Solution

The lines \(l_1\) and \(l_2\) have equations \(\mathbf{r} = \mathbf{a} + s\mathbf{b}\) and \(\mathbf{r} = \mathbf{c} + t\mathbf{d}\), where \(s\) and \(t\) are real numbers and

\[\mathbf{a} = 5\mathbf{i}+ 6\mathbf{j}- \mathbf{k}, \quad\mathbf{b} = \mathbf{i} +\mathbf{j}+ \mathbf{k}, \quad\mathbf{c} = \mathbf{i}+ 13\mathbf{j} +7\mathbf{k}, \quad\mathbf{d} = \mathbf{i} + 6\mathbf{j} + 3\mathbf{k}.\]

Also, the point \(P\) on \(l_1\) and the point \(Q\) on \(l_2\) are such that \(PQ\) is perpendicular to both \(l_1\) and \(l_2.\) In any order:

  1. show that \(PQ = \sqrt{38},\)

  2. find the position vectors of \(P\) and \(Q,\)

We can write the position vector of \(P\) as \(\mathbf{p} = \begin{pmatrix}5+s \\ 6+s \\ -1+s\end{pmatrix}\), and the position vector of \(Q\) as \(\mathbf{q} = \begin{pmatrix}1+t \\ 13+6t\\ 7+3t\end{pmatrix}.\)

Thus \(\mathbf{q} - \mathbf{p} = \begin{pmatrix}t-s-4 \\ 6t-s+7 \\ 3t-s+8\end{pmatrix}\). This vector has to be perpendicular to both \(l_1\) and \(l_2\), and so using the scalar product, \[\begin{pmatrix}t-s-4 \\ 6t-s+7 \\ 3t-s+8\end{pmatrix}.\begin{pmatrix}1 \\ 1\\1\end{pmatrix}=0 \quad\text{and}\quad \begin{pmatrix}t-s-4 \\ 6t-s+7 \\ 3t-s+8\end{pmatrix}.\begin{pmatrix}1\\ 6 \\ 3\end{pmatrix}=0.\]

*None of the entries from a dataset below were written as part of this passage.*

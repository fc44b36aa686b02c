//! Events fed into the panel and the follow-up work it asks for

use crossterm::event::{Event, KeyEvent, KeyEventKind, MouseEvent};

/// Everything the panel can be asked to handle
#[derive(Debug, Clone, PartialEq, Eq)]
pub enum PanelEvent {
    /// A key press
    Key(KeyEvent),
    /// The terminal changed size
    Resize { width: u16, height: u16 },
    /// Cursor blink timer fired
    Tick,
    /// Pointer input
    Mouse(MouseEvent),
    /// Bracketed paste
    Paste(String),
}

impl PanelEvent {
    /// Translate a raw terminal event.
    ///
    /// Key releases/repeats and focus gained/lost notifications have no
    /// meaning for the panel and map to `None`.
    pub fn from_terminal(event: Event) -> Option<PanelEvent> {
        match event {
            Event::Key(key) if key.kind == KeyEventKind::Press => Some(PanelEvent::Key(key)),
            Event::Key(_) => None,
            Event::Resize(width, height) => Some(PanelEvent::Resize { width, height }),
            Event::Mouse(mouse) => Some(PanelEvent::Mouse(mouse)),
            Event::Paste(text) => Some(PanelEvent::Paste(text)),
            Event::FocusGained | Event::FocusLost => None,
        }
    }
}

/// Work requested by the panel or a region, run by the event loop
#[derive(Debug, Clone, Copy, PartialEq, Eq)]
pub enum Command {
    /// End the session
    Quit,
    /// Deliver a [`PanelEvent::Tick`] after the blink interval
    Blink,
}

This gives us the two equations \(10t-3s+11=0\) and \(46t-10s+62=0\), which solve to give \(s = -3\), \(t = -2\).

Thus \(\mathbf{p} = \begin{pmatrix}2 \\ 3 \\ -4\end{pmatrix}\) and \(\mathbf{q} = \begin{pmatrix}-1 \\ 1\\ 1\end{pmatrix}\). We also have \(\mathbf{q}-\mathbf{p} = \begin{pmatrix}-3 \\ -2\\ 5\end{pmatrix}\), and so \(\big\vert\mathbf{q}-\mathbf{p} \big\vert = \sqrt{(-3)^2+(-2)^2+5^2} = \sqrt{38}\).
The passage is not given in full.